[Collected data entries]
============

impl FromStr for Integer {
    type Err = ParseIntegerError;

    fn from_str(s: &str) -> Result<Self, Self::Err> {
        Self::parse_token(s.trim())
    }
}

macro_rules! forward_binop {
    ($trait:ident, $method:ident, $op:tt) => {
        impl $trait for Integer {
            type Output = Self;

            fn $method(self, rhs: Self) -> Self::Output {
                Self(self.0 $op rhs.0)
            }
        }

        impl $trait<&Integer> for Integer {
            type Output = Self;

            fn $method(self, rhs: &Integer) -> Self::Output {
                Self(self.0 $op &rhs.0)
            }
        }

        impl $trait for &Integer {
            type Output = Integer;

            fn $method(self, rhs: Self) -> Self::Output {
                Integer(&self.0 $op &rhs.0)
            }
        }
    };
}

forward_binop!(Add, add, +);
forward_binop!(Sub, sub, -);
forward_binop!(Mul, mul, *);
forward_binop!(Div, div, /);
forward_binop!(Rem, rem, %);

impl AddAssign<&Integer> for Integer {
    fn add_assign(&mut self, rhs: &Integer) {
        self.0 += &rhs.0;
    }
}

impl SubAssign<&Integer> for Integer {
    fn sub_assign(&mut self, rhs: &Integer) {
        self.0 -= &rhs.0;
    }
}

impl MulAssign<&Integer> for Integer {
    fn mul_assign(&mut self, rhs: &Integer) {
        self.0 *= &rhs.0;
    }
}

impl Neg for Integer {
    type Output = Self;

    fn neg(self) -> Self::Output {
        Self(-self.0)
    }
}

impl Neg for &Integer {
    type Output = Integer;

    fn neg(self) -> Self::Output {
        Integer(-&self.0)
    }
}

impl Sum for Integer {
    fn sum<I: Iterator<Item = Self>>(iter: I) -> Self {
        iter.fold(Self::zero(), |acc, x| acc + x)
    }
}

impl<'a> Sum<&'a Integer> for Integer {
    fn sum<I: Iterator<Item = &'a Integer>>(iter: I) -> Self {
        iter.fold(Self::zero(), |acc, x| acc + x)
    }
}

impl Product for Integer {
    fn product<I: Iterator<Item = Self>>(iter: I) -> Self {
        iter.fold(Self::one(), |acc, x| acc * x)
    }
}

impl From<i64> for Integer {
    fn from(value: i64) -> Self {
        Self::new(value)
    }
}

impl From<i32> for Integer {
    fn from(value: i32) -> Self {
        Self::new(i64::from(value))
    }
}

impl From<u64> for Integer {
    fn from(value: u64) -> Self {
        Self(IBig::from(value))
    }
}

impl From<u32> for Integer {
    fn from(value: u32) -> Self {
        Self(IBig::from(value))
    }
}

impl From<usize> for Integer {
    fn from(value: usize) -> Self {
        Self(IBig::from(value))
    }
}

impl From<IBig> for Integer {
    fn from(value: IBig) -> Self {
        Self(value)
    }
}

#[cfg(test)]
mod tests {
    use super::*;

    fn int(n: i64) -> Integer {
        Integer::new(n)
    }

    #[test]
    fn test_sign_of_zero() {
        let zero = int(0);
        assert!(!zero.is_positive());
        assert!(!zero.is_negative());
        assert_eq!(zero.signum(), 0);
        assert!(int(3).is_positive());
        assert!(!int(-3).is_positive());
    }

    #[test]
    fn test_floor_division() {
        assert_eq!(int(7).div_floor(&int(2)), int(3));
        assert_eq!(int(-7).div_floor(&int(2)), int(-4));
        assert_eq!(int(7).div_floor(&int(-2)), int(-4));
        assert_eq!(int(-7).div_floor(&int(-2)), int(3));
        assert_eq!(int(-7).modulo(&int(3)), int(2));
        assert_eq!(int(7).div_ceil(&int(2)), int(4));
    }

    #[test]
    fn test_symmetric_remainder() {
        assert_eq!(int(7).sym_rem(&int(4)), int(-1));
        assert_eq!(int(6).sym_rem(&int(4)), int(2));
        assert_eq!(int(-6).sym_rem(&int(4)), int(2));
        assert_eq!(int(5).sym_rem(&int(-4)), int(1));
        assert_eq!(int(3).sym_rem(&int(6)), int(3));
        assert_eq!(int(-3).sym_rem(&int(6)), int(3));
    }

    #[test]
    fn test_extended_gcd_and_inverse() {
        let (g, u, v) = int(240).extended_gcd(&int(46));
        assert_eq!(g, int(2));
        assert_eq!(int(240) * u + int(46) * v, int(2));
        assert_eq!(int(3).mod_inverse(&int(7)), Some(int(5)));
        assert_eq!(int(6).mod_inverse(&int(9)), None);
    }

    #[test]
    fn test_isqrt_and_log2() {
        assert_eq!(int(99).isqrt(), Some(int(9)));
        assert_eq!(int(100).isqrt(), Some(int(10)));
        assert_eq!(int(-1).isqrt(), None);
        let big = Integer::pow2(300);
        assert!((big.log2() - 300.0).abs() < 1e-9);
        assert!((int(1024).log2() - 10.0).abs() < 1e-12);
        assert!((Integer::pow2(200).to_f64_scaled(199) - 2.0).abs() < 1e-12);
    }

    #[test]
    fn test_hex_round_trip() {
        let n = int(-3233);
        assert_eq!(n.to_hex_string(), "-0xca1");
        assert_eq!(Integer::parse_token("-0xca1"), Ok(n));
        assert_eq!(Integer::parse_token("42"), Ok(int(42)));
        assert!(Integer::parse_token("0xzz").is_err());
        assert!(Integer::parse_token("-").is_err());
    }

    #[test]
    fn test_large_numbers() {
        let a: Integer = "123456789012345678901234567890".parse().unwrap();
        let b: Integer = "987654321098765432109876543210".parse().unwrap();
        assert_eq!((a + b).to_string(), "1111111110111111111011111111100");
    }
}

============

» Task instructions: Reproduce exactly the entries above, limited to the lines from the one with "forward_binop!(Div, div, /);" through the one with "let zero = int(0);", both included.

» Reply:
forward_binop!(Div, div, /);
forward_binop!(Rem, rem, %);

impl AddAssign<&Integer> for Integer {
    fn add_assign(&mut self, rhs: &Integer) {
        self.0 += &rhs.0;
    }
}

impl SubAssign<&Integer> for Integer {
    fn sub_assign(&mut self, rhs: &Integer) {
        self.0 -= &rhs.0;
    }
}

impl MulAssign<&Integer> for Integer {
    fn mul_assign(&mut self, rhs: &Integer) {
        self.0 *= &rhs.0;
    }
}

impl Neg for Integer {
    type Output = Self;

    fn neg(self) -> Self::Output {
        Self(-self.0)
    }
}

impl Neg for &Integer {
    type Output = Integer;

    fn neg(self) -> Self::Output {
        Integer(-&self.0)
    }
}

impl Sum for Integer {
    fn sum<I: Iterator<Item = Self>>(iter: I) -> Self {
        iter.fold(Self::zero(), |acc, x| acc + x)
    }
}

impl<'a> Sum<&'a Integer> for Integer {
    fn sum<I: Iterator<Item = &'a Integer>>(iter: I) -> Self {
        iter.fold(Self::zero(), |acc, x| acc + x)
    }
}

impl Product for Integer {
    fn product<I: Iterator<Item = Self>>(iter: I) -> Self {
        iter.fold(Self::one(), |acc, x| acc * x)
    }
}

impl From<i64> for Integer {
    fn from(value: i64) -> Self {
        Self::new(value)
    }
}

impl From<i32> for Integer {
    fn from(value: i32) -> Self {
        Self::new(i64::from(value))
    }
}

impl From<u64> for Integer {
    fn from(value: u64) -> Self {
        Self(IBig::from(value))
    }
}

impl From<u32> for Integer {
    fn from(value: u32) -> Self {
        Self(IBig::from(value))
    }
}

impl From<usize> for Integer {
    fn from(value: usize) -> Self {
        Self(IBig::from(value))
    }
}

impl From<IBig> for Integer {
    fn from(value: IBig) -> Self {
        Self(value)
    }
}

#[cfg(test)]
mod tests {
    use super::*;

    fn int(n: i64) -> Integer {
        Integer::new(n)
    }

    #[test]
    fn test_sign_of_zero() {
        let zero = int(0);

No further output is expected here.